ACTIVITY. Your answer should be one number: the count of lines below that contain "StderrEventSink".

Collected data entries.
━━━━━━━━━━━━━━━━━━━━

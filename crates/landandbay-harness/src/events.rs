// crates/landandbay-harness/src/events.rs
// ============================================================================
// Module: Lifecycle Events
// Description: Structured JSON-lines events for terraform lifecycle steps.
// Purpose: Make apply, retry, and teardown outcomes visible without a logging
//          framework dependency.
// Dependencies: serde, serde_json
// ============================================================================

//! ## Overview
//! Every terraform command the harness runs emits a [`HarnessEvent`] through an
//! [`EventSink`]. Sinks write one JSON object per line to stderr or to an
//! append-only file; teardown failures are always recorded here so leaked
//! resources are visible in the run log.

// ============================================================================
// SECTION: Imports
// ============================================================================

use std::fs::OpenOptions;
use std::io;
use std::io::Write;
use std::path::Path;
use std::sync::Arc;
use std::sync::Mutex;
use std::time::SystemTime;
use std::time::UNIX_EPOCH;

use serde::Serialize;

use crate::config::HarnessConfig;

// ============================================================================
// SECTION: Types
// ============================================================================

/// Severity of a lifecycle event.
#[derive(Debug, Clone, Copy, PartialEq, Eq, Serialize)]
#[serde(rename_all = "snake_case")]
pub enum EventLevel {
    /// Routine progress.
    Info,
    /// Recoverable problem, such as a retried command.
    Warn,
    /// Failure that needs operator attention.
    Error,
}

/// Lifecycle event payload.
#[derive(Debug, Clone, PartialEq, Eq, Serialize)]
pub struct HarnessEvent {
    /// Event identifier.
    pub event: &'static str,
    /// Event severity.
    pub level: EventLevel,
    /// Event timestamp (milliseconds since epoch).
    pub timestamp_ms: u128,
    /// Terraform working directory.
    pub dir: String,
    /// Resource name prefix when known.
    pub prefix: Option<String>,
    /// Terraform subcommand.
    pub command: Option<&'static str>,
    /// Attempt number (1-based) for retried commands.
    pub attempt: Option<u32>,
    /// Free-form detail, typically the tail of stderr.
    pub detail: Option<String>,
}

impl HarnessEvent {
    /// Creates an info-level event for the given directory.
    #[must_use]
    pub fn new(event: &'static str, dir: &Path) -> Self {
        Self {
            event,
            level: EventLevel::Info,
            timestamp_ms: now_millis(),
            dir: dir.display().to_string(),
            prefix: None,
            command: None,
            attempt: None,
            detail: None,
        }
    }

    /// Sets the event severity.
    #[must_use]
    pub const fn with_level(mut self, level: EventLevel) -> Self {
        self.level = level;
        self
    }

    /// Sets the resource prefix.
    #[must_use]
    pub fn with_prefix(mut self, prefix: Option<&str>) -> Self {
        self.prefix = prefix.map(str::to_string);
        self
    }

    /// Sets the terraform subcommand.
    #[must_use]
    pub const fn with_command(mut self, command: &'static str) -> Self {
        self.command = Some(command);
        self
    }

    /// Sets the attempt number.
    #[must_use]
    pub const fn with_attempt(mut self, attempt: u32) -> Self {
        self.attempt = Some(attempt);
        self
    }

    /// Sets the detail text.
    #[must_use]
    pub fn with_detail(mut self, detail: impl Into<String>) -> Self {
        self.detail = Some(detail.into());
        self
    }
}

// ============================================================================
// SECTION: Sinks
// ============================================================================

/// Sink for lifecycle events.
pub trait EventSink: Send + Sync {
    /// Record a lifecycle event.
    fn record(&self, event: &HarnessEvent);
}

/// Event sink that logs JSON lines to stderr.
pub struct StderrEventSink;

impl EventSink for StderrEventSink {
    fn record(&self, event: &HarnessEvent) {
        if let Ok(payload) = serde_json::to_string(event) {
            let _ = writeln!(io::stderr(), "{payload}");
        }
    }
}

/// Event sink that appends JSON lines to a file.
pub struct FileEventSink {
    /// File handle used for append-only logging.
    file: Mutex<std::fs::File>,
}

impl FileEventSink {
    /// Opens the event log in append mode.
    ///
    /// # Errors
    ///
    /// Returns an error if the file cannot be opened.
    pub fn new(path: &Path) -> io::Result<Self> {
        let file = OpenOptions::new().create(true).append(true).open(path)?;
        Ok(Self {
            file: Mutex::new(file),
        })
    }
}

impl EventSink for FileEventSink {
    fn record(&self, event: &HarnessEvent) {
        if let Ok(payload) = serde_json::to_string(event)
            && let Ok(mut file) = self.file.lock()
        {
            let _ = writeln!(file, "{payload}");
            let _ = file.flush();
        }
    }
}

/// No-op event sink.
pub struct NoopEventSink;

impl EventSink for NoopEventSink {
    fn record(&self, _event: &HarnessEvent) {}
}

/// In-memory event sink for tests and tooling.
#[derive(Default)]
pub struct MemoryEventSink {
    /// Recorded events in arrival order.
    events: Mutex<Vec<HarnessEvent>>,
}

impl MemoryEventSink {
    /// Creates an empty sink.
    #[must_use]
    pub fn new() -> Self {
        Self::default()
    }

    /// Returns a snapshot of recorded events.
    #[must_use]
    pub fn events(&self) -> Vec<HarnessEvent> {
        self.events.lock().map(|events| events.clone()).unwrap_or_default()
    }

    /// Returns the identifiers of recorded events.
    #[must_use]
    pub fn names(&self) -> Vec<&'static str> {
        self.events().iter().map(|event| event.event).collect()
    }
}

impl EventSink for MemoryEventSink {
    fn record(&self, event: &HarnessEvent) {
        if let Ok(mut events) = self.events.lock() {
            events.push(event.clone());
        }
    }
}

/// Builds the sink selected by configuration: the event log file when set,
/// stderr otherwise.
///
/// # Errors
///
/// Returns an error when the configured event log cannot be opened.
pub fn sink_for(config: &HarnessConfig) -> io::Result<Arc<dyn EventSink>> {
    match &config.event_log {
        Some(path) => Ok(Arc::new(FileEventSink::new(path)?)),
        None => Ok(Arc::new(StderrEventSink)),
    }
}

// ============================================================================
// SECTION: Helpers
// ============================================================================

/// Returns the current time in milliseconds since the Unix epoch.
fn now_millis() -> u128 {
    SystemTime::now().duration_since(UNIX_EPOCH).unwrap_or_default().as_millis()
}

// ============================================================================
// SECTION: Tests
// ============================================================================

━━━━━━━━━━━━━━━━━━━━

SOLUTION. 3